My face opens and my ears perk up. “I’m working on a story where the narrator kills a window washer. Or he tries to. He does something to him. He’s walking down the sidewalk and gets dripped on, and when he looks up,” I look up and wave my hand for emphasis, “He sees this window washer suspended thirty stories above the ground, shining in sunlight reflected off a modern glass sky scraper, swaying on his little seat like a celestial painter. And in witnessing this moment, the narrator just snaps. He starts imagining what it would be like if the window washer fell. He tries to devise a way to kill him.” I’m oblivious to my funeral faux-pas of talking so animatedly about a murder.

The man whose name I don’t remember sort of nods and inches slightly away from me, so I don’t tell him I’ll probably abandon the story, since on the way over I discovered the entire premise is already captured as the foreboding thought of a character in God of Small Things. I don’t tell him that at Sophie Mol’s funeral, Rahel daydreams about the person who decorated the ceiling:

She imagined him up there … barebodied and shining, sitting on a plank, swinging from the scaffolding in the high dome of the church, painting silver jets in a blue church sky. … She thought of what would happen if the rope snapped. She imagined him dropping like a dark star out of the sky that he had made. Lying broken on the hot church floor, dark blood spilling from his skull like a secret.

A literal celestial painter, shining and swinging on a plank, falling to his poetic death. My eyes are dazed while I reflect on Arundhati Roy in jealous admiration, and Dad recognizes that the man has tuned me out, so he changes the subject and allows me to escape. Walking away, I’m certain that my accidental plagiarism is a sign I’m incapable of writing something original, that there are no new narratives, that the Patriots are going to win again.

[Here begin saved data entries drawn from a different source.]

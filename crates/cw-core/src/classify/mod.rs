//! Participant classification.
//!
//! The platform's entity model is coarse: channels joining a voice chat
//! surface through the same participant lookup as human accounts, with
//! most fields optional. Classification therefore degrades from the
//! authoritative schema tag down to weak textual heuristics, evaluated
//! in a fixed order where the first matching rule wins.

mod record;
mod rules;

pub use record::ParticipantRecord;
pub use rules::{classify, Classification, Rule};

I survey the remnants of two large platters. One is covered by folds of deli meat, the other by cream cheese, smoked salmon, and a ten-inch white fish. There’s also noodle pudding (Audrey calls it kugel) and a basket of bagels. While I spread cream cheese, I try to guess how much catering companies use grief to inflate their prices.

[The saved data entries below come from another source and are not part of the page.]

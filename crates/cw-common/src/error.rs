//! Error types for chanwatch.
//!
//! Unified error handling across the workspace:
//! - Stable numeric codes, grouped by concern, for machine consumers
//! - Category classification for coarse grouping
//! - Recoverability hints and remediation text for the CLI

use serde::{Deserialize, Serialize};
use std::fmt;
use thiserror::Error;

/// Result type alias using the chanwatch error type.
pub type Result<T> = std::result::Result<T, Error>;

/// Error categories for grouping related failures.
#[derive(Debug, Clone, Copy, PartialEq, Eq, Serialize, Deserialize)]
#[serde(rename_all = "snake_case")]
pub enum ErrorCategory {
    /// Configuration loading and validation.
    Config,
    /// Participant records crossing the platform boundary.
    Record,
    /// File and stream I/O, including serialization.
    Io,
}

impl fmt::Display for ErrorCategory {
    fn fmt(&self, f: &mut fmt::Formatter<'_>) -> fmt::Result {
        match self {
            ErrorCategory::Config => write!(f, "config"),
            ErrorCategory::Record => write!(f, "record"),
            ErrorCategory::Io => write!(f, "io"),
        }
    }
}

/// Unified error type for chanwatch operations.
#[derive(Error, Debug)]
pub enum Error {
    // Configuration errors (10-19)
    #[error("configuration error: {0}")]
    Config(String),

    #[error("invalid configuration: {field}: {message}")]
    InvalidConfig { field: String, message: String },

    // Record errors (20-29)
    #[error("invalid participant record: {message}")]
    InvalidRecord { message: String },

    // I/O errors (60-69)
    #[error("I/O error: {0}")]
    Io(#[from] std::io::Error),

    #[error("JSON error: {0}")]
    Json(#[from] serde_json::Error),
}

impl Error {
    /// Stable numeric code for machine consumption.
    pub fn code(&self) -> u32 {
        match self {
            Error::Config(_) => 10,
            Error::InvalidConfig { .. } => 11,
            Error::InvalidRecord { .. } => 20,
            Error::Io(_) => 60,
            Error::Json(_) => 61,
        }
    }

    /// Category for coarse error grouping.
    pub fn category(&self) -> ErrorCategory {
        match self {
            Error::Config(_) | Error::InvalidConfig { .. } => ErrorCategory::Config,
            Error::InvalidRecord { .. } => ErrorCategory::Record,
            Error::Io(_) | Error::Json(_) => ErrorCategory::Io,
        }
    }

    /// Whether retrying after operator action can succeed.
    pub fn is_recoverable(&self) -> bool {
        match self {
            // Fixable by editing the config or environment
            Error::Config(_) => true,
            Error::InvalidConfig { .. } => true,
            // The capture itself is malformed
            Error::InvalidRecord { .. } => false,
            Error::Io(_) => true,
            Error::Json(_) => false,
        }
    }

    /// One-line summary for the start of human-facing error output.
    pub fn headline(&self) -> &'static str {
        match self {
            Error::Config(_) => "Configuration could not be loaded",
            Error::InvalidConfig { .. } => "Configuration failed validation",
            Error::InvalidRecord { .. } => "Participant record rejected",
            Error::Io(_) => "File operation failed",
            Error::Json(_) => "JSON input could not be parsed",
        }
    }

    /// Suggested fix, rendered beneath the headline.
    pub fn remediation(&self) -> &'static str {
        match self {
            Error::Config(_) => "Check the config path and CHANWATCH_CONFIG, or run 'chanwatch check'",
            Error::InvalidConfig { .. } => "Correct the named field in chanwatch.json and re-run 'chanwatch check'",
            Error::InvalidRecord { .. } => "Every record needs a nonzero integer id; re-export the roster capture",
            Error::Io(_) => "Verify the path exists and is readable",
            Error::Json(_) => "Validate the input with a JSON linter and retry",
        }
    }
}

/// Format an error for human-readable stderr output.
pub fn format_error_human(err: &Error, use_color: bool) -> String {
    let (red, cyan, reset) = if use_color {
        ("\x1b[31m", "\x1b[36m", "\x1b[0m")
    } else {
        ("", "", "")
    };

    format!(
        "{red}✗{reset} {headline}\n  Reason: {message}\n  {cyan}Fix:{reset} {remediation}",
        red = red,
        cyan = cyan,
        reset = reset,
        headline = err.headline(),
        message = err,
        remediation = err.remediation()
    )
}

Once I’ve assembled my plate, I see Jake and Audrey are engaged in conversations. Rather than trying to join, I sit on a folding chair in the living room and start eating.

Beside me sits an old man, also alone. His dry red cheeks contrast his halo of gray hair. He wipes his nose and sips his tea, then rests the cup in a saucer on a plastic coffee table. “You’re a Ginsberg, right?”

He must know me, or he’s seen me talking with my father. “Yes, I’m Jacob.” I have no idea to whom I’m speaking, so I set my bagel down and dab my mouth with a napkin. “Remind me of your name?”

“I’m Richard. I know your father, Gordon’s friend. Was it easy for you to get here? Where do you live?”

I explain my Philadelphia origins, New York childhood, Providence undergraduate education, and brief westward experiment before moving back to Center City here in Philly.

Richard points across the room to his daughter, who he says lives in California. “She also went to college in New England, about forty minutes from Foxborough,” he says. He shows the hint of a smile. “She stayed an Eagles fan, of course.”

“Go birds,” I say, latching onto the topic because it’s the ultimate conversational lubricant. Go birds is the Philadelphia shalom, interchangeable with hello or goodbye, used to greet friends or part with loved ones or shout at strangers in jerseys across the street. Homeless men will say it if you don’t have change for coffee, and if you do, they’ll tell you, “Doug better take care of business this week.” It’s the perfect subject to discuss with someone I should know but still can’t identify.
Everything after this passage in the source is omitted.